» **Exercise**: Lines from the line with "let applied = claimed" to the line with "self.fetch_account(&id.to_string()).await" in the entries below, and only those, must be output exactly, with both ends included.

» **Study material**:
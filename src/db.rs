// src/db.rs
use crate::error::AppError;
use crate::models::{Account, AccountId, Holding, LedgerEntry, TradeCommit};
use async_trait::async_trait;
use chrono::{DateTime, Utc};
use log::{info, warn};
use rust_decimal::Decimal;
use scylla::frame::response::result::{CqlValue, Row};
use scylla::{Session, SessionBuilder};
use std::str::FromStr;

/// Accounts, holdings and the trade ledger behind one seam.
///
/// `commit_trade` is the only write path for cash, holdings and the ledger,
/// and it is all-or-nothing.
#[async_trait]
pub trait Store: Send + Sync {
    /// Fails with `UsernameTaken` if the username already exists.
    async fn create_account(&self, account: &Account) -> Result<(), AppError>;

    async fn account(&self, id: AccountId) -> Result<Option<Account>, AppError>;

    async fn account_by_username(&self, username: &str) -> Result<Option<Account>, AppError>;

    /// Holdings with a positive share count, ordered by symbol.
    async fn holdings(&self, owner: AccountId) -> Result<Vec<Holding>, AppError>;

    async fn holding(&self, owner: AccountId, symbol: &str) -> Result<Option<Holding>, AppError>;

    /// The owner's ledger in sequence order.
    async fn ledger(&self, owner: AccountId) -> Result<Vec<LedgerEntry>, AppError>;

    async fn commit_trade(&self, commit: &TradeCommit) -> Result<(), AppError>;
}

const ACCOUNT_COLUMNS: &str = "id, username, hash, cash, ledger_seq, last_trade_at, created_at";

pub struct ScyllaStore {
    session: Session,
}

impl ScyllaStore {
    pub async fn connect(node: &str) -> Result<Self, AppError> {
        let session = SessionBuilder::new()
            .known_node(node)
            .build()
            .await
            .map_err(|e| AppError::storage("failed to connect to ScyllaDB", e))?;

        let schema = [
            "CREATE KEYSPACE IF NOT EXISTS stock_trader WITH REPLICATION = {'class': 'SimpleStrategy', 'replication_factor': 1}",
            "CREATE TABLE IF NOT EXISTS stock_trader.accounts (id TEXT PRIMARY KEY, username TEXT, hash TEXT, cash TEXT, ledger_seq BIGINT, last_trade_at BIGINT, created_at BIGINT)",
            "CREATE TABLE IF NOT EXISTS stock_trader.usernames (username TEXT PRIMARY KEY, account_id TEXT)",
            "CREATE TABLE IF NOT EXISTS stock_trader.holdings (owner_id TEXT, symbol TEXT, shares BIGINT, PRIMARY KEY (owner_id, symbol))",
            "CREATE TABLE IF NOT EXISTS stock_trader.ledger (owner_id TEXT, seq BIGINT, symbol TEXT, shares BIGINT, price TEXT, executed_at BIGINT, PRIMARY KEY (owner_id, seq)) WITH CLUSTERING ORDER BY (seq ASC)",
        ];
        for statement in schema {
            session
                .query(statement, &[])
                .await
                .map_err(|e| AppError::storage("schema setup failed", e))?;
        }

        info!("Successfully connected to ScyllaDB at {}.", node);
        Ok(Self { session })
    }

    async fn fetch_account(&self, id: &str) -> Result<Option<Account>, AppError> {
        let query = format!(
            "SELECT {} FROM stock_trader.accounts WHERE id = ?",
            ACCOUNT_COLUMNS
        );
        let rows = self
            .session
            .query(query, (id,))
            .await
            .map_err(|e| AppError::storage("account query failed", e))?
            .rows
            .unwrap_or_default();
        rows.into_iter().next().map(|row| account_from_row(&row)).transpose()
    }
}

#[async_trait]
impl Store for ScyllaStore {
    async fn create_account(&self, account: &Account) -> Result<(), AppError> {
        let id = account.id.to_string();
        let claimed = self
            .session
            .query(
                "INSERT INTO stock_trader.usernames (username, account_id) VALUES (?, ?) IF NOT EXISTS",
                (account.username.as_str(), id.as_str()),
            )
            .await
            .map_err(|e| AppError::storage("username reservation failed", e))?;
        let applied = claimed
            .rows
            .unwrap_or_default()
            .into_iter()
            .next()
            .and_then(|row| row.columns.into_iter().next().flatten())
            .map(|value| matches!(value, CqlValue::Boolean(true)))
            .unwrap_or(false);
        if !applied {
            return Err(AppError::UsernameTaken(account.username.clone()));
        }

        let inserted = self
            .session
            .query(
                "INSERT INTO stock_trader.accounts (id, username, hash, cash, ledger_seq, last_trade_at, created_at) VALUES (?, ?, ?, ?, ?, ?, ?)",
                (
                    id.as_str(),
                    account.username.as_str(),
                    account.credential_hash.as_str(),
                    account.cash.to_string(),
                    account.ledger_seq as i64,
                    account.last_trade_at.map(|t| t.timestamp_millis()),
                    account.created_at.timestamp_millis(),
                ),
            )
            .await;
        if let Err(e) = inserted {
            // Release the name so the user can retry.
            if let Err(release) = self
                .session
                .query(
                    "DELETE FROM stock_trader.usernames WHERE username = ?",
                    (account.username.as_str(),),
                )
                .await
            {
                warn!("Failed to release username {}: {}", account.username, release);
            }
            return Err(AppError::storage("account insert failed", e));
        }
        Ok(())
    }

    async fn account(&self, id: AccountId) -> Result<Option<Account>, AppError> {
        self.fetch_account(&id.to_string()).await
    }

    async fn account_by_username(&self, username: &str) -> Result<Option<Account>, AppError> {
        let rows = self
            .session
            .query(
                "SELECT account_id FROM stock_trader.usernames WHERE username = ?",
                (username,),
            )
            .await
            .map_err(|e| AppError::storage("username query failed", e))?
            .rows
            .unwrap_or_default();
        match rows.into_iter().next() {
            Some(row) => {
                let id = text(&row, 0)?;
                self.fetch_account(&id).await
            }
            None => Ok(None),
        }
    }

    async fn holdings(&self, owner: AccountId) -> Result<Vec<Holding>, AppError> {
        let rows = self
            .session
            .query(
                "SELECT symbol, shares FROM stock_trader.holdings WHERE owner_id = ?",
                (owner.to_string(),),
            )
            .await
            .map_err(|e| AppError::storage("holdings query failed", e))?
            .rows
            .unwrap_or_default();
        let mut holdings = Vec::with_capacity(rows.len());
        for row in rows {
            let holding = Holding {
                owner,
                symbol: text(&row, 0)?,
                shares: bigint(&row, 1)?,
            };
            if holding.shares > 0 {
                holdings.push(holding);
            }
        }
        Ok(holdings)
    }

    async fn holding(&self, owner: AccountId, symbol: &str) -> Result<Option<Holding>, AppError> {
        let rows = self
            .session
            .query(
                "SELECT shares FROM stock_trader.holdings WHERE owner_id = ? AND symbol = ?",
                (owner.to_string(), symbol),
            )
            .await
            .map_err(|e| AppError::storage("holding query failed", e))?
            .rows
            .unwrap_or_default();
        match rows.into_iter().next() {
            Some(row) => Ok(Some(Holding {
                owner,
                symbol: symbol.to_string(),
                shares: bigint(&row, 0)?,
            })
            .filter(|h| h.shares > 0)),
            None => Ok(None),
        }
    }

    async fn ledger(&self, owner: AccountId) -> Result<Vec<LedgerEntry>, AppError> {
        let rows = self
            .session
            .query(
                "SELECT seq, symbol, shares, price, executed_at FROM stock_trader.ledger WHERE owner_id = ?",
                (owner.to_string(),),
            )
            .await
            .map_err(|e| AppError::storage("ledger query failed", e))?
            .rows
            .unwrap_or_default();
        rows.iter()
            .map(|row| -> Result<LedgerEntry, AppError> {
                Ok(LedgerEntry {
                    owner,
                    seq: bigint(row, 0)? as u64,
                    symbol: text(row, 1)?,
                    shares: bigint(row, 2)?,
                    price: decimal(row, 3)?,
                    executed_at: millis(bigint(row, 4)?)?,
                })
            })
            .collect()
    }

    /// One logged batch: Scylla applies all three statements or none.
    async fn commit_trade(&self, commit: &TradeCommit) -> Result<(), AppError> {
        let owner = commit.owner.to_string();
        let owner = owner.as_str();
        let entry = &commit.entry;
        let seq = entry.seq as i64;
        let executed_at = entry.executed_at.timestamp_millis();
        let cash = commit.cash_after.to_string();
        let price = entry.price.to_string();
        let symbol = commit.holding_after.symbol.as_str();

        let result = if commit.holding_after.shares == 0 {
            self.session
                .query(
                    "BEGIN BATCH \
                     UPDATE stock_trader.accounts SET cash = ?, ledger_seq = ?, last_trade_at = ? WHERE id = ?; \
                     DELETE FROM stock_trader.holdings WHERE owner_id = ? AND symbol = ?; \
                     INSERT INTO stock_trader.ledger (owner_id, seq, symbol, shares, price, executed_at) VALUES (?, ?, ?, ?, ?, ?); \
                     APPLY BATCH",
                    (
                        cash.as_str(),
                        seq,
                        executed_at,
                        owner,
                        owner,
                        symbol,
                        owner,
                        seq,
                        entry.symbol.as_str(),
                        entry.shares,
                        price.as_str(),
                        executed_at,
                    ),
                )
                .await
        } else {
            self.session
                .query(
                    "BEGIN BATCH \
                     UPDATE stock_trader.accounts SET cash = ?, ledger_seq = ?, last_trade_at = ? WHERE id = ?; \
                     INSERT INTO stock_trader.holdings (owner_id, symbol, shares) VALUES (?, ?, ?); \
                     INSERT INTO stock_trader.ledger (owner_id, seq, symbol, shares, price, executed_at) VALUES (?, ?, ?, ?, ?, ?); \
                     APPLY BATCH",
                    (
                        cash.as_str(),
                        seq,
                        executed_at,
                        owner,
                        owner,
                        symbol,
                        commit.holding_after.shares,
                        owner,
                        seq,
                        entry.symbol.as_str(),
                        entry.shares,
                        price.as_str(),
                        executed_at,
                    ),
                )
                .await
        };
        result.map_err(|e| AppError::storage("trade batch failed", e))?;
        Ok(())
    }
}

fn column(row: &Row, index: usize) -> Result<&CqlValue, AppError> {
    row.columns
        .get(index)
        .and_then(|c| c.as_ref())
        .ok_or_else(|| AppError::storage("row decode", format!("column {} is null", index)))
}

fn text(row: &Row, index: usize) -> Result<String, AppError> {
    column(row, index)?
        .as_text()
        .cloned()
        .ok_or_else(|| AppError::storage("row decode", format!("column {} is not text", index)))
}

fn bigint(row: &Row, index: usize) -> Result<i64, AppError> {
    column(row, index)?
        .as_bigint()
        .ok_or_else(|| AppError::storage("row decode", format!("column {} is not bigint", index)))
}

fn decimal(row: &Row, index: usize) -> Result<Decimal, AppError> {
    let raw = text(row, index)?;
    Decimal::from_str(&raw).map_err(|e| AppError::storage("row decode", e))
}

fn millis(ms: i64) -> Result<DateTime<Utc>, AppError> {
    DateTime::<Utc>::from_timestamp_millis(ms)
        .ok_or_else(|| AppError::storage("row decode", format!("timestamp {} out of range", ms)))
}

fn account_from_row(row: &Row) -> Result<Account, AppError> {
    let last_trade_at = match row.columns.get(5).and_then(|c| c.as_ref()) {
        Some(value) => match value.as_bigint() {
            Some(ms) => Some(millis(ms)?),
            None => None,
        },
        None => None,
    };
    Ok(Account {
        id: AccountId::from_str(&text(row, 0)?).map_err(|e| AppError::storage("row decode", e))?,
        username: text(row, 1)?,
        credential_hash: text(row, 2)?,
        cash: decimal(row, 3)?,
        ledger_seq: bigint(row, 4)? as u64,
        last_trade_at,
        created_at: millis(bigint(row, 6)?)?,
    })
}
// src/error.rs
use log::error;
use rust_decimal::Decimal;
use thiserror::Error;
use warp::http::StatusCode;
use warp::reject::Reject;

/// Every way a request can fail. Business and input errors are raised before
/// anything is written; infrastructure errors abort with no partial writes.
#[derive(Debug, Error)]
pub enum AppError {
    #[error("invalid input: {0}")]
    InvalidInput(String),

    #[error("unknown symbol {0}")]
    SymbolNotFound(String),

    #[error("quote for {symbol} unavailable: {reason}")]
    QuoteUnavailable { symbol: String, reason: String },

    #[error("insufficient funds: need {required}, have {available}")]
    InsufficientFunds {
        required: Decimal,
        available: Decimal,
    },

    #[error("insufficient shares of {symbol}: requested {requested}, held {held}")]
    InsufficientShares {
        symbol: String,
        requested: i64,
        held: i64,
    },

    #[error("symbol {0} not owned")]
    SymbolNotOwned(String),

    #[error("username {0} is already taken")]
    UsernameTaken(String),

    #[error("weak password: {0}")]
    WeakPassword(&'static str),

    #[error("passwords do not match")]
    PasswordMismatch,

    #[error("invalid username and/or password")]
    InvalidCredentials,

    #[error("unknown account")]
    UnknownAccount,

    #[error("authentication required")]
    Unauthorized,

    #[error("storage unavailable: {0}")]
    StorageUnavailable(String),

    #[error("transaction conflict")]
    TransactionConflict,

    #[error("internal error: {0}")]
    Internal(String),
}

impl AppError {
    /// Wraps a driver/backend failure. The detail is logged here and never
    /// leaves the process.
    pub fn storage(context: &str, err: impl std::fmt::Display) -> Self {
        error!("{}: {}", context, err);
        AppError::StorageUnavailable(format!("{}: {}", context, err))
    }

    /// Wraps an in-process failure that is not the caller's fault and not
    /// a backend outage (hashing, token signing, arithmetic limits).
    pub fn internal(context: &str, err: impl std::fmt::Display) -> Self {
        error!("{}: {}", context, err);
        AppError::Internal(format!("{}: {}", context, err))
    }

    pub fn quote_unavailable(symbol: &str, reason: impl Into<String>) -> Self {
        AppError::QuoteUnavailable {
            symbol: symbol.to_string(),
            reason: reason.into(),
        }
    }

    pub fn status(&self) -> StatusCode {
        match self {
            AppError::InvalidInput(_)
            | AppError::SymbolNotFound(_)
            | AppError::InsufficientFunds { .. }
            | AppError::InsufficientShares { .. }
            | AppError::SymbolNotOwned(_)
            | AppError::WeakPassword(_) => StatusCode::BAD_REQUEST,
            AppError::UsernameTaken(_)
            | AppError::PasswordMismatch
            | AppError::InvalidCredentials
            | AppError::UnknownAccount
            | AppError::Unauthorized => StatusCode::FORBIDDEN,
            AppError::QuoteUnavailable { .. }
            | AppError::StorageUnavailable(_)
            | AppError::TransactionConflict
            | AppError::Internal(_) => StatusCode::INTERNAL_SERVER_ERROR,
        }
    }

    pub fn code(&self) -> &'static str {
        match self {
            AppError::InvalidInput(_) => "INVALID_INPUT",
            AppError::SymbolNotFound(_) => "SYMBOL_NOT_FOUND",
            AppError::QuoteUnavailable { .. } => "QUOTE_UNAVAILABLE",
            AppError::InsufficientFunds { .. } => "INSUFFICIENT_FUNDS",
            AppError::InsufficientShares { .. } => "INSUFFICIENT_SHARES",
            AppError::SymbolNotOwned(_) => "SYMBOL_NOT_OWNED",
            AppError::UsernameTaken(_) => "USERNAME_TAKEN",
            AppError::WeakPassword(_) => "WEAK_PASSWORD",
            AppError::PasswordMismatch => "PASSWORD_MISMATCH",
            AppError::InvalidCredentials => "INVALID_CREDENTIALS",
            AppError::UnknownAccount => "UNKNOWN_ACCOUNT",
            AppError::Unauthorized => "UNAUTHORIZED",
            AppError::StorageUnavailable(_) => "STORAGE_UNAVAILABLE",
            AppError::TransactionConflict => "TRANSACTION_CONFLICT",
            AppError::Internal(_) => "INTERNAL_ERROR",
        }
    }

    /// Message safe to show to the caller.
    pub fn public_message(&self) -> String {
        match self {
            AppError::QuoteUnavailable { symbol, .. } => {
                format!("quote for {} is temporarily unavailable, try again", symbol)
            }
            AppError::StorageUnavailable(_) | AppError::TransactionConflict => {
                "internal error, nothing was changed; try again".to_string()
            }
            AppError::Internal(_) => "internal error, nothing was changed".to_string(),
            other => other.to_string(),
        }
    }

    /// Nothing was committed and the same request may succeed later.
    pub fn retryable(&self) -> bool {
        matches!(
            self,
            AppError::QuoteUnavailable { .. }
                | AppError::StorageUnavailable(_)
                | AppError::TransactionConflict
        )
    }
}

impl Reject for AppError {}

#[cfg(test)]
mod tests {
    use super::*;
    use rust_decimal_macros::dec;

    #[test]
    fn business_rejections_are_caller_errors() {
        let err = AppError::InsufficientFunds {
            required: dec!(150.00),
            available: dec!(100.00),
        };
        assert_eq!(err.status(), StatusCode::BAD_REQUEST);
        assert_eq!(err.code(), "INSUFFICIENT_FUNDS");
        assert!(err.public_message().contains("150.00"));
        assert!(!err.retryable());
    }

    #[test]
    fn account_errors_are_forbidden() {
        for err in [
            AppError::UsernameTaken("bob".into()),
            AppError::PasswordMismatch,
            AppError::InvalidCredentials,
            AppError::Unauthorized,
        ] {
            assert_eq!(err.status(), StatusCode::FORBIDDEN, "{:?}", err);
        }
    }

    #[test]
    fn infrastructure_detail_is_not_exposed() {
        let err = AppError::StorageUnavailable("node 10.0.0.7:9042 timed out".into());
        assert_eq!(err.status(), StatusCode::INTERNAL_SERVER_ERROR);
        assert!(!err.public_message().contains("10.0.0.7"));
        assert!(err.retryable());

        let err = AppError::quote_unavailable("AAPL", "HTTP 502");
        assert!(!err.public_message().contains("502"));
        assert!(err.retryable());
    }

    #[test]
    fn internal_failures_are_not_reported_as_storage() {
        let err = AppError::internal("token signing failed", "InvalidKeyFormat");
        assert_eq!(err.status(), StatusCode::INTERNAL_SERVER_ERROR);
        assert_eq!(err.code(), "INTERNAL_ERROR");
        assert!(!err.public_message().contains("InvalidKeyFormat"));
        assert!(!err.retryable());
    }
}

» **Solution below**:
        let applied = claimed
            .rows
            .unwrap_or_default()
            .into_iter()
            .next()
            .and_then(|row| row.columns.into_iter().next().flatten())
            .map(|value| matches!(value, CqlValue::Boolean(true)))
            .unwrap_or(false);
        if !applied {
            return Err(AppError::UsernameTaken(account.username.clone()));
        }

        let inserted = self
            .session
            .query(
                "INSERT INTO stock_trader.accounts (id, username, hash, cash, ledger_seq, last_trade_at, created_at) VALUES (?, ?, ?, ?, ?, ?, ?)",
                (
                    id.as_str(),
                    account.username.as_str(),
                    account.credential_hash.as_str(),
                    account.cash.to_string(),
                    account.ledger_seq as i64,
                    account.last_trade_at.map(|t| t.timestamp_millis()),
                    account.created_at.timestamp_millis(),
                ),
            )
            .await;
        if let Err(e) = inserted {
            // Release the name so the user can retry.
            if let Err(release) = self
                .session
                .query(
                    "DELETE FROM stock_trader.usernames WHERE username = ?",
                    (account.username.as_str(),),
                )
                .await
            {
                warn!("Failed to release username {}: {}", account.username, release);
            }
            return Err(AppError::storage("account insert failed", e));
        }
        Ok(())
    }

    async fn account(&self, id: AccountId) -> Result<Option<Account>, AppError> {
        self.fetch_account(&id.to_string()).await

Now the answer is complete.